Ces anticorps sont associés à la cirrhose biliaire primitive et à l’hépatite auto-immune. Dans l’image présentée, le motif de points nucléaires présente une coloration cytoplasmique due à des anticorps automatiques contre les antigènes mitochondriaux. La détection des anticorps antinucléaires et la reconnaissance des formes constituent un outil important pour aider au diagnostic des patients.

La compréhension de l’importance des différents modèles permet aux cliniciens et au personnel de laboratoire d’effectuer des tests de suivi appropriés. Les facteurs les plus importants pour identifier correctement les modèles d’anticorps antinucléaires sont la sélection d’un substrat cellulaire de haute qualité et le traitement des lames avec une bonne technique constante.
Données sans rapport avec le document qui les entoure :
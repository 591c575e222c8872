//! API error type and [`axum::response::IntoResponse`] implementation.
//!
//! Every failure answers `{"success": false, "error": <status>, "message": ...}`
//! with a fixed message per status. The variant's detail only goes to the log.

use axum::{
  Json,
  extract::rejection::{JsonRejection, QueryRejection},
  http::StatusCode,
  response::{IntoResponse, Response},
};
use serde_json::json;
use thiserror::Error;

/// An error returned by an API handler.
#[derive(Debug, Error)]
pub enum ApiError {
  #[error("bad request: {0}")]
  BadRequest(String),

  #[error("not found: {0}")]
  NotFound(String),

  #[error("method not allowed")]
  MethodNotAllowed,

  #[error("unprocessable: {0}")]
  Unprocessable(String),

  #[error("store error: {0}")]
  Store(#[source] Box<dyn std::error::Error + Send + Sync>),
}

impl ApiError {
  pub fn store<E>(e: E) -> Self
  where
    E: std::error::Error + Send + Sync + 'static,
  {
    ApiError::Store(Box::new(e))
  }

  pub fn status(&self) -> StatusCode {
    match self {
      ApiError::BadRequest(_) => StatusCode::BAD_REQUEST,
      ApiError::NotFound(_) => StatusCode::NOT_FOUND,
      ApiError::MethodNotAllowed => StatusCode::METHOD_NOT_ALLOWED,
      ApiError::Unprocessable(_) => StatusCode::UNPROCESSABLE_ENTITY,
      ApiError::Store(_) => StatusCode::INTERNAL_SERVER_ERROR,
    }
  }

  /// The client-facing message for this error's status.
  pub fn message(&self) -> &'static str {
    match self {
      ApiError::BadRequest(_) => "bad request",
      ApiError::NotFound(_) => "resource not found",
      ApiError::MethodNotAllowed => "method not allowed",
      ApiError::Unprocessable(_) => "unprocessable",
      ApiError::Store(_) => "internal server error",
    }
  }
}

impl IntoResponse for ApiError {
  fn into_response(self) -> Response {
    let status = self.status();
    if status.is_server_error() {
      tracing::error!(error = %self, "request failed");
    } else {
      tracing::debug!(error = %self, "request rejected");
    }
    let body = json!({
      "success": false,
      "error":   status.as_u16(),
      "message": self.message(),
    });
    (status, Json(body)).into_response()
  }
}

impl From<trivia_core::Error> for ApiError {
  fn from(e: trivia_core::Error) -> Self { ApiError::Unprocessable(e.to_string()) }
}

impl From<JsonRejection> for ApiError {
  fn from(r: JsonRejection) -> Self { ApiError::BadRequest(r.body_text()) }
}

impl From<QueryRejection> for ApiError {
  fn from(r: QueryRejection) -> Self { ApiError::BadRequest(r.body_text()) }
}

/// Router fallback for unknown paths.
pub async fn not_found() -> ApiError {
  ApiError::NotFound("no such route".to_owned())
}

/// Router fallback for known paths hit with an unsupported method.
pub async fn method_not_allowed() -> ApiError { ApiError::MethodNotAllowed }

#[cfg(test)]
mod tests {
  use super::*;

  #[test]
  fn each_variant_has_a_fixed_status_and_message() {
    let cases = [
      (ApiError::BadRequest("x".into()), 400, "bad request"),
      (ApiError::NotFound("x".into()), 404, "resource not found"),
      (ApiError::MethodNotAllowed, 405, "method not allowed"),
      (ApiError::Unprocessable("x".into()), 422, "unprocessable"),
      (
        ApiError::store(std::io::Error::other("disk on fire")),
        500,
        "internal server error",
      ),
    ];
    for (err, status, message) in cases {
      assert_eq!(err.status().as_u16(), status);
      assert_eq!(err.message(), message);
    }
  }

  #[test]
  fn validation_errors_are_unprocessable() {
    let err = ApiError::from(trivia_core::Error::EmptyField("answer"));
    assert_eq!(err.status(), StatusCode::UNPROCESSABLE_ENTITY);
  }
}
La lecture des lames est traditionnellement effectuée par microscopie fluorescente dans des chambres sombres et est effectuée par des technologues formés qui connaissent bien les différents modèles dans le contexte du cycle cellulaire et de la morphologie cellulaire.

Au cours des dernières années, des systèmes d’imagerie numérique ont été développés pour la lecture automatisée des diapositives, de tels instruments ont automatisé le flux de travail et augmenté la cohérence de la lecture et de l’interprétation. De plus, grâce à l’utilisation de lames à code-barres, la traçabilité des échantillons tout au long du processus élimine les erreurs de transcription potentielles et augmente l’intégrité des données et la sécurité des patients. Après avoir regardé cette vidéo, vous devriez avoir une bonne compréhension de la façon d’effectuer chaque étape de la procédure d’immunofluorescence indirecte et d’identifier les modèles d’anticorps antinucléaires cliniquement pertinents.